Cependant, le Temps et la Désillusion dénoncent le miroir
aux alouettes que lui tend le Plaisir et l’invitent à
plonger son regard dans celui de la Vérité. La
Beauté hésite : elle voudrait avoir deux
cœurs, l’un pour le repentir et l’autre pour le
plaisir, elle demande du temps, puis interroge la Désillusion
sur la source d’un ruisseau aux eaux troublées qui
traverse un jardin près du palais du Plaisir. « Il
vient des larmes que répand le monde insensé »
lui répond-elle. Et « les pleurs des
justes ? » s’enquiert alors la Beauté,
« leurs larmes semblent être viles », mais
« au ciel, ce sont des perles »,
s’entend-elle répondre (ce clin d’œil à
la coquetterie est-il volontaire sous la plume cardinalice ?)

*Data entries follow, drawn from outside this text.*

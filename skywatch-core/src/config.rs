use anyhow::{Context, Result, anyhow};
use directories::ProjectDirs;
use serde::{Deserialize, Serialize};
use std::{
    fs,
    path::{Path, PathBuf},
};

use crate::effects::CityStore;

/// Top-level configuration stored on disk.
///
/// Doubles as the dashboard's durable key-value storage: `city` is the last
/// successfully fetched city, read once at startup and rewritten after every
/// successful current-weather fetch.
#[derive(Debug, Clone, Serialize, Deserialize, Default)]
pub struct Config {
    /// OpenWeather API key. The CLI also honors the `OPENWEATHER_API_KEY`
    /// environment variable over this field.
    pub api_key: Option<String>,

    /// Last successfully fetched city.
    pub city: Option<String>,
}

impl Config {
    /// Load config from the default location, or return an empty default if
    /// it doesn't exist yet.
    pub fn load() -> Result<Self> {
        Self::load_from(&Self::config_file_path()?)
    }

    /// Load config from an explicit path. Missing file means first run.
    pub fn load_from(path: &Path) -> Result<Self> {
        if !path.exists() {
            return Ok(Self::default());
        }

        let contents = fs::read_to_string(path)
            .with_context(|| format!("Failed to read config file: {}", path.display()))?;

        let cfg: Config = toml::from_str(&contents)
            .with_context(|| format!("Failed to parse config file: {}", path.display()))?;

        Ok(cfg)
    }

    /// Save config to the default location, creating parent directories as
    /// needed.
    pub fn save(&self) -> Result<()> {
        self.save_to(&Self::config_file_path()?)
    }

    pub fn save_to(&self, path: &Path) -> Result<()> {
        if let Some(parent) = path.parent() {
            fs::create_dir_all(parent).with_context(|| {
                format!("Failed to create config directory: {}", parent.display())
            })?;
        }

        let toml =
            toml::to_string_pretty(self).context("Failed to serialize configuration to TOML")?;

        fs::write(path, toml)
            .with_context(|| format!("Failed to write config file: {}", path.display()))?;

        Ok(())
    }

    /// Path to the config file.
    pub fn config_file_path() -> Result<PathBuf> {
        let dirs = ProjectDirs::from("dev", "skywatch", "skywatch")
            .ok_or_else(|| anyhow!("Could not determine platform config directory"))?;

        Ok(dirs.config_dir().join("config.toml"))
    }
}

/// [`CityStore`] backed by the config file.
///
/// Reads and rewrites the whole file on each access; the file is tiny and a
/// cycle touches it once, so there is no point caching.
#[derive(Debug, Clone)]
pub struct FileCityStore {
    path: PathBuf,
}

impl FileCityStore {
    pub fn new() -> Result<Self> {
        Ok(Self { path: Config::config_file_path()? })
    }

    pub fn at(path: PathBuf) -> Self {
        Self { path }
    }
}

impl CityStore for FileCityStore {
    fn load(&self) -> Option<String> {
        Config::load_from(&self.path).ok().and_then(|cfg| cfg.city)
    }

    fn save(&mut self, city: &str) -> Result<()> {
        let mut cfg = Config::load_from(&self.path).unwrap_or_default();
        cfg.city = Some(city.to_string());
        cfg.save_to(&self.path)
    }
}
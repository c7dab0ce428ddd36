//! Core library for the `skywatch` weather dashboard.
//!
//! This crate defines:
//! - Configuration & the durable last-city store
//! - The weather provider abstraction and its OpenWeather implementation
//! - The dashboard state container and its update actions
//! - The fetch-cycle orchestrator and the side-effect seams it drives
//!
//! It is used by `skywatch-cli`, but can also be reused by other binaries or
//! services.

pub mod config;
pub mod cycle;
pub mod effects;
pub mod error;
pub mod model;
pub mod provider;
pub mod state;

pub use config::{Config, FileCityStore};
pub use cycle::{CycleReport, Forecaster, StageOutcome};
pub use effects::{CityStore, InMemoryCityStore, NoEffects, RainEffects};
pub use error::FetchError;
pub use model::{
    ChartSeries, Coordinates, CurrentWeather, ForecastSample, ForecastSeries, WeatherAlert,
    kelvin_to_celsius,
};
pub use provider::{OpenWeatherProvider, WeatherProvider};
pub use state::{Dashboard, DashboardUpdate};
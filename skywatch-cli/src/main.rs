//! Binary crate for the `skywatch` terminal weather dashboard.
//!
//! This crate focuses on:
//! - Parsing CLI arguments
//! - Interactive configuration
//! - Rendering the dashboard sections and chart data for a terminal
//! - The ambient-audio and rain-theme collaborators

use clap::Parser;
use tracing_subscriber::EnvFilter;

mod audio;
mod cli;
mod view;

#[tokio::main]
async fn main() -> anyhow::Result<()> {
    // Swallowed fetch failures surface here as warnings; RUST_LOG overrides.
    tracing_subscriber::fmt()
        .with_env_filter(
            EnvFilter::try_from_default_env().unwrap_or_else(|_| EnvFilter::new("warn")),
        )
        .init();

    let cmd = cli::Cli::parse();
    cmd.run().await
}
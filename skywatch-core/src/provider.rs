use crate::error::FetchError;
use crate::model::{Coordinates, CurrentWeather, ForecastSeries, WeatherAlert};
use async_trait::async_trait;
use std::fmt::Debug;

pub mod openweather;

pub use openweather::OpenWeatherProvider;

/// Read-only weather data source behind the dashboard.
///
/// The three operations map to the three sequential calls of one fetch cycle;
/// alerts are keyed by coordinates because the provider exposes them on a
/// different endpoint than the city-keyed ones.
#[async_trait]
pub trait WeatherProvider: Send + Sync + Debug {
    /// 5-day/3-hour forecast for a city.
    async fn forecast(&self, city: &str) -> Result<ForecastSeries, FetchError>;

    /// Current conditions for a city.
    async fn current(&self, city: &str) -> Result<CurrentWeather, FetchError>;

    /// Active alerts at a location. An empty list is a valid answer.
    async fn alerts(&self, coord: Coordinates) -> Result<Vec<WeatherAlert>, FetchError>;
}
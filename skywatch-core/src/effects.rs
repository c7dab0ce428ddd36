//! Side-effect seams for the fetch cycle.
//!
//! The orchestrator mutates nothing outside the [`Dashboard`] itself; theme
//! toggling, ambient playback and city persistence all go through these
//! traits so callers decide what (if anything) actually happens.
//!
//! [`Dashboard`]: crate::state::Dashboard

use anyhow::Result;

/// Presentation and playback reactions to the rain flag.
///
/// `rain_started` means: apply the rain theme and restart ambient playback
/// from the beginning. `rain_stopped` means: remove the theme and stop
/// playback. Both are invoked on every cycle that evaluates the flag, not
/// only on transitions.
pub trait RainEffects {
    fn rain_started(&mut self);
    fn rain_stopped(&mut self);
}

/// Headless implementation; useful when embedding the core without a UI.
#[derive(Debug, Default, Clone, Copy)]
pub struct NoEffects;

impl RainEffects for NoEffects {
    fn rain_started(&mut self) {}
    fn rain_stopped(&mut self) {}
}

/// Durable storage for the single "city" key: the last successfully fetched
/// city, read once at startup and written once per successful
/// current-weather stage.
pub trait CityStore {
    fn load(&self) -> Option<String>;
    fn save(&mut self, city: &str) -> Result<()>;
}

/// Volatile store for tests and headless embedding.
#[derive(Debug, Default, Clone)]
pub struct InMemoryCityStore {
    city: Option<String>,
}

impl InMemoryCityStore {
    pub fn new(city: Option<String>) -> Self {
        Self { city }
    }
}

impl CityStore for InMemoryCityStore {
    fn load(&self) -> Option<String> {
        self.city.clone()
    }

    fn save(&mut self, city: &str) -> Result<()> {
        self.city = Some(city.to_string());
        Ok(())
    }
}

Après une ultime et sublime manœuvre du Plaisir
(« Lascia la spina »), sa proie lui
échappe et… entre au couvent !
Cette allégorie volontiers naïve et à la morale
austère est heureusement habillée de vers très
musicaux ; c’est tout ce dont Händel a besoin, qui
n’entend pas édifier, mais conquérir Rome et
montrer qu’il peut être plus italien que les Italiens
eux-mêmes. Le jeune Allemand n’a que vingt-deux ans, il
vient d’arriver dans la péninsule, quelques mois plus
tôt, et signe déjà une partition infiniment
séduisante et même séductrice – car
c’est bien d’une entreprise de séduction qu’il
s’agit. Si le livret voudrait que le Temps et la
Désillusion sermonnent la Beauté et la ramènent
sur le chemin de la Vérité d’où le Plaisir
l’a détournée, la musique leur prête des
charmes autrement puissants que la rhétorique du prélat
poète. Händel ne cessera plus de revenir à ce
triomphe précoce : non seulement il lui empruntera des
numéros pour La Resurrezione, Agrippina, Rinaldo, Giulio Cesare ou Deborah,
mais il le retravaillera et l’enrichira à plusieurs
reprises. Son tout dernier avatar – une version remaniée
du Triumph of Time and Truth
datée de 1758 – peut se lire comme un fascinant
palimpseste où affleurent les réminiscences d’une
vingtaine d’ouvrages antérieurs !
Sur la forme, Il Trionfo del Tempo e del Disinganno
se démarque tout autant des futurs oratorios en langue anglaise.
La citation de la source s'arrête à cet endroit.